Bagi saya, perjalanan hidup Joko Susilo sebagai salah seorang CowasJP begitu membanggakan. Begitu menginspirasi karena kesuksesan demi kesuksesan yang berhasil dia gapai. Sedangkan perjalanan hidup seorang Khariri Mahmud sepatutnya juga membanggakan dan menginspirasi. Betapa pun sulitnya, toh kesulitan itu akan selalu ada ujungnya. Hidup tak ubahnya seperti roda pedati yang terus berputar. Sekali di atas, sekali di bawah.

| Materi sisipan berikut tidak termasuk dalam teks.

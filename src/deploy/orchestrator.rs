use common::{ActiveNetwork, ConfigurationError, DeployError, DeploymentArgs, DeploymentRecord, DeploymentResult};
use ethers::types::Address;
use ethers::utils::to_checksum;
use log::{debug, info, warn};

use super::{ContractDeployer, DeployRequest};
use crate::network::{DevelopmentChains, NetworkConfigRegistry};
use crate::store::DeploymentStore;

/// Confirmations to wait for on live networks when nothing else is configured.
/// Explorers often fail to find contracts verified sooner than this.
pub const DEFAULT_CONFIRMATIONS: u64 = 5;

pub const DEFAULT_CONTRACT_NAME: &str = "FundMe";

pub const DEFAULT_MOCK_NAME: &str = "MockV3Aggregator";

/// Resolves constructor arguments for the target network and deploys the
/// contract exactly once per call
pub struct DeploymentOrchestrator<D, S> {
    registry: NetworkConfigRegistry,
    development_chains: DevelopmentChains,
    deployer: D,
    store: S,
    contract_name: String,
    mock_name: String,
}

impl<D: ContractDeployer, S: DeploymentStore> DeploymentOrchestrator<D, S> {
    pub fn new(registry: NetworkConfigRegistry, development_chains: DevelopmentChains, deployer: D, store: S) -> Self {
        Self {
            registry,
            development_chains,
            deployer,
            store,
            contract_name: DEFAULT_CONTRACT_NAME.to_string(),
            mock_name: DEFAULT_MOCK_NAME.to_string(),
        }
    }

    /// Deploy a different contract
    pub fn with_contract_name(mut self, name: impl Into<String>) -> Self {
        self.contract_name = name.into();
        self
    }

    /// Look up a differently named mock on development networks
    pub fn with_mock_name(mut self, name: impl Into<String>) -> Self {
        self.mock_name = name.into();
        self
    }

    pub fn is_development(&self, network: &ActiveNetwork) -> bool {
        self.development_chains.contains(&network.name)
    }

    /// Address of the price feed the contract is constructed with.
    ///
    /// Development networks use the most recently recorded mock; every other
    /// network must have a statically configured address.
    pub fn resolve_dependency(&self, network: &ActiveNetwork) -> Result<Address, DeployError> {
        if self.is_development(network) {
            let record = self.store.latest(&network.name, &self.mock_name)?.ok_or_else(|| {
                ConfigurationError::MissingMock {
                    mock: self.mock_name.clone(),
                    contract: self.contract_name.clone(),
                    network: network.name.clone(),
                }
            })?;
            debug!("Using {} at {:?} on {}", self.mock_name, record.address, network.name);
            return Ok(record.address);
        }

        Ok(self.registry.dependency_address(network.chain_id)?)
    }

    /// Confirmations to request: none on development networks, otherwise the
    /// explicit policy, then the network's recommendation, then the default
    pub fn confirmations_for(&self, network: &ActiveNetwork, policy: Option<u64>) -> u64 {
        if self.is_development(network) {
            return 0;
        }

        policy
            .or(network.block_confirmations)
            .unwrap_or(DEFAULT_CONFIRMATIONS)
    }

    /// Deploy the contract to `network` from `deployer`.
    ///
    /// Configuration errors are returned before anything is submitted. A
    /// failed or timed-out submission is returned as is and never retried.
    pub async fn deploy(
        &self,
        network: &ActiveNetwork,
        deployer: Address,
        confirmation_policy: Option<u64>,
    ) -> Result<DeploymentResult, DeployError> {
        let dependency = self.resolve_dependency(network)?;
        let args = DeploymentArgs::new(vec![dependency]);
        let confirmations = self.confirmations_for(network, confirmation_policy);

        info!("----------------------------------------------------");
        info!(
            "Deploying {} to {} (chain {}) and waiting for {} confirmations...",
            self.contract_name, network.name, network.chain_id, confirmations
        );

        let request = DeployRequest {
            from: deployer,
            args: args.clone(),
            confirmations,
        };
        let receipt = self.deployer.deploy(&self.contract_name, request).await?;

        info!("{} deployed at {}", self.contract_name, to_checksum(&receipt.address, None));

        let result = DeploymentResult {
            contract_name: self.contract_name.clone(),
            address: receipt.address,
            transaction_hash: receipt.transaction_hash,
            confirmations: receipt.confirmations,
            args,
        };

        // The contract is on chain at this point; a bookkeeping failure must not
        // turn the run into a failure
        if let Err(e) = self.store.append(DeploymentRecord::from_result(&result, &network.name)) {
            warn!("Failed to record {} deployment: {}", self.contract_name, e);
        }

        Ok(result)
    }
}
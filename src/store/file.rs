use std::fs;
use std::io::ErrorKind;
use std::path::{Path, PathBuf};

use chrono::{DateTime, Utc};
use common::{DeploymentArgs, DeploymentRecord, StoreError};
use ethers::types::{Address, H256};
use log::debug;
use serde::{Deserialize, Serialize};
use serde_json::Value;

use super::DeploymentStore;

/// One deployment as hardhat-deploy lays it out. Only `address` is required;
/// fields this crate does not use (`abi`, `receipt`, ...) are ignored.
#[derive(Debug, Serialize, Deserialize)]
#[serde(rename_all = "camelCase")]
struct StoredDeployment {
    address: Address,
    #[serde(default, skip_serializing_if = "Option::is_none")]
    transaction_hash: Option<H256>,
    /// Constructor arguments in whatever form the writer used
    #[serde(default)]
    args: Vec<Value>,
    #[serde(default, skip_serializing_if = "Option::is_none")]
    deployed_at: Option<DateTime<Utc>>,
}

/// On-disk layout of `<root>/<network>/<ContractName>.json`
#[derive(Debug, Serialize, Deserialize)]
struct DeploymentFile {
    #[serde(flatten)]
    latest: StoredDeployment,
    /// Earlier deployments, oldest first
    #[serde(default, skip_serializing_if = "Vec::is_empty")]
    history: Vec<StoredDeployment>,
}

impl From<&DeploymentRecord> for StoredDeployment {
    fn from(record: &DeploymentRecord) -> Self {
        Self {
            address: record.address,
            transaction_hash: record.transaction_hash,
            args: record
                .args
                .as_slice()
                .iter()
                .map(|address| Value::String(format!("{:?}", address)))
                .collect(),
            deployed_at: Some(record.deployed_at),
        }
    }
}

impl StoredDeployment {
    fn into_record(self, contract_name: &str, network: &str, modified: DateTime<Utc>) -> DeploymentRecord {
        // Mocks take numeric arguments; only all-address lists are kept
        let args = serde_json::from_value::<Vec<Address>>(Value::Array(self.args))
            .map(DeploymentArgs::new)
            .unwrap_or_default();

        DeploymentRecord {
            contract_name: contract_name.to_string(),
            network: network.to_string(),
            address: self.address,
            transaction_hash: self.transaction_hash,
            args,
            deployed_at: self.deployed_at.unwrap_or(modified),
        }
    }
}

/// Deployment store over a hardhat-deploy style `deployments/` directory.
///
/// Files written by hardhat-deploy are read as-is; the contract name and
/// network come from the path.
#[derive(Debug, Clone)]
pub struct FileDeploymentStore {
    root: PathBuf,
}

impl FileDeploymentStore {
    pub fn new<P: AsRef<Path>>(root: P) -> Self {
        Self {
            root: root.as_ref().to_path_buf(),
        }
    }

    fn record_path(&self, network: &str, contract_name: &str) -> PathBuf {
        self.root.join(network).join(format!("{}.json", contract_name))
    }

    fn read(&self, path: &Path) -> Result<Option<(DeploymentFile, DateTime<Utc>)>, StoreError> {
        let contents = match fs::read_to_string(path) {
            Ok(contents) => contents,
            Err(e) if e.kind() == ErrorKind::NotFound => return Ok(None),
            Err(e) => return Err(e.into()),
        };
        let file = serde_json::from_str(&contents)?;
        let modified = fs::metadata(path)?.modified()?;
        Ok(Some((file, DateTime::<Utc>::from(modified))))
    }
}

impl DeploymentStore for FileDeploymentStore {
    fn latest(&self, network: &str, contract_name: &str) -> Result<Option<DeploymentRecord>, StoreError> {
        let path = self.record_path(network, contract_name);
        Ok(self
            .read(&path)?
            .map(|(file, modified)| file.latest.into_record(contract_name, network, modified)))
    }

    fn append(&self, record: DeploymentRecord) -> Result<(), StoreError> {
        let path = self.record_path(&record.network, &record.contract_name);
        if let Some(dir) = path.parent() {
            fs::create_dir_all(dir)?;
        }

        let latest = StoredDeployment::from(&record);
        let file = match self.read(&path)? {
            Some((mut existing, _)) => {
                existing.history.push(existing.latest);
                DeploymentFile {
                    latest,
                    history: existing.history,
                }
            }
            None => DeploymentFile {
                latest,
                history: Vec::new(),
            },
        };

        // Write then rename so a crash never leaves a truncated record
        let tmp = path.with_extension("json.tmp");
        fs::write(&tmp, serde_json::to_string_pretty(&file)?)?;
        fs::rename(&tmp, &path)?;

        debug!("Recorded deployment at {}", path.display());
        Ok(())
    }
}
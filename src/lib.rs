pub mod artifact;
pub mod config;
pub mod deploy;
pub mod network;
pub mod pipeline;
pub mod store;
pub mod verify;

pub use common::{
    ActiveNetwork, ConfigurationError, DeployError, DeploymentArgs, DeploymentRecord, DeploymentResult, StoreError,
    VerificationError,
};
pub use config::{ConfigManager, DeployConfig};
pub use deploy::{ContractDeployer, DeployReceipt, DeployRequest, DeploymentOrchestrator, EthersDeployer};
pub use network::{DevelopmentChains, NetworkConfig, NetworkConfigRegistry};
pub use pipeline::{DeploymentRun, RunReport, RunState};
pub use store::{DeploymentStore, FileDeploymentStore, MemoryDeploymentStore};
pub use verify::{
    EtherscanClient, SkipReason, SubmissionStatus, VerificationApi, VerificationOutcome, VerificationRequest,
    VerificationService,
};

Karenanya ketika mengomentari postingan Khariri, saya teringat sebuah ayat suci Alqur’an: “fabiayyiala-i rabbikuma tukazziban” (baca: nikmat Tuhanmu yang manakah yang patut engkau dustakan). Saya ingin menekankan, betapa pun sulitnya hidup, kita tidak pernah dapat menghitung betapa besarnya nikmat Tuhan.
Saya berharap dan berdoa, semoga sahabat kita Khariri Mahmud selalu sehat wal afiat dan mulai sekarang hendaknya dapat menikmati kebahagiaan yang barangkali di antara kita tidak dapat menikmatinya. Saya acungkan dua jempol buat sahabatku Haji Khariri Mahmud! (*)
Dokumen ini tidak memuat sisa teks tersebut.